**Records to use**
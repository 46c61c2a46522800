//! Durable log error types

use thiserror::Error;

/// Errors that can occur against the durable log
#[derive(Debug, Error)]
pub enum StoreError {
    /// Keys must carry table identity and offset; empty is always a bug
    #[error("durable log keys must be non-empty")]
    EmptyKey,

    /// An empty value would be indistinguishable from a missing row
    #[error("durable log values must be non-empty")]
    EmptyValue,

    /// Stored bytes are not the UTF-8 text we wrote
    #[error("value at '{key}' is not valid UTF-8")]
    NonUtf8Value { key: String },

    /// Underlying store failure
    #[error("rocksdb failure: {0}")]
    Rocks(#[from] rocksdb::Error),
}
//! Offset tokens
//!
//! An offset token binds a row's position in its partition queue to the
//! epoch (process start instant, millis) of the process that sent it. The
//! sink echoes the latest committed token back; comparing epochs detects a
//! channel taken over by a newer process, comparing offsets tells how far
//! the sink has caught up.

use std::fmt;
use std::str::FromStr;

use crate::error::ProtocolError;

/// Wire format: `"{offset}-{epochMillis}"`.
#[derive(Debug, Clone, Copy, PartialEq, Eq)]
pub struct OffsetToken {
    offset: u64,
    epoch_millis: u64,
}

impl OffsetToken {
    /// Create a token for a row offset under the given process epoch
    #[inline]
    #[must_use]
    pub const fn new(offset: u64, epoch_millis: u64) -> Self {
        Self {
            offset,
            epoch_millis,
        }
    }

    /// Zero-based row offset within the partition
    #[inline]
    #[must_use]
    pub const fn offset(self) -> u64 {
        self.offset
    }

    /// Epoch millis of the process that produced this token
    #[inline]
    #[must_use]
    pub const fn epoch_millis(self) -> u64 {
        self.epoch_millis
    }
}

impl fmt::Display for OffsetToken {
    fn fmt(&self, f: &mut fmt::Formatter<'_>) -> fmt::Result {
        write!(f, "{}-{}", self.offset, self.epoch_millis)
    }
}

impl FromStr for OffsetToken {
    type Err = ProtocolError;

    /// Parse a token, rejecting anything that is not exactly
    /// `<u64>-<u64>`. Malformed tokens are an error, never a default.
    fn from_str(s: &str) -> Result<Self, Self::Err> {
        let (offset_part, epoch_part) = s
            .split_once('-')
            .ok_or_else(|| ProtocolError::malformed_token(s, "missing '-' separator"))?;
        let offset = offset_part
            .parse::<u64>()
            .map_err(|e| ProtocolError::malformed_token(s, format!("offset: {e}")))?;
        let epoch_millis = epoch_part
            .parse::<u64>()
            .map_err(|e| ProtocolError::malformed_token(s, format!("epoch: {e}")))?;
        Ok(Self {
            offset,
            epoch_millis,
        })
    }
}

**Directions**
Report every line of the data above that contains the string "rocksdb" by copying it in full.

**The answer**
    #[error("rocksdb failure: {0}")]
    Rocks(#[from] rocksdb::Error),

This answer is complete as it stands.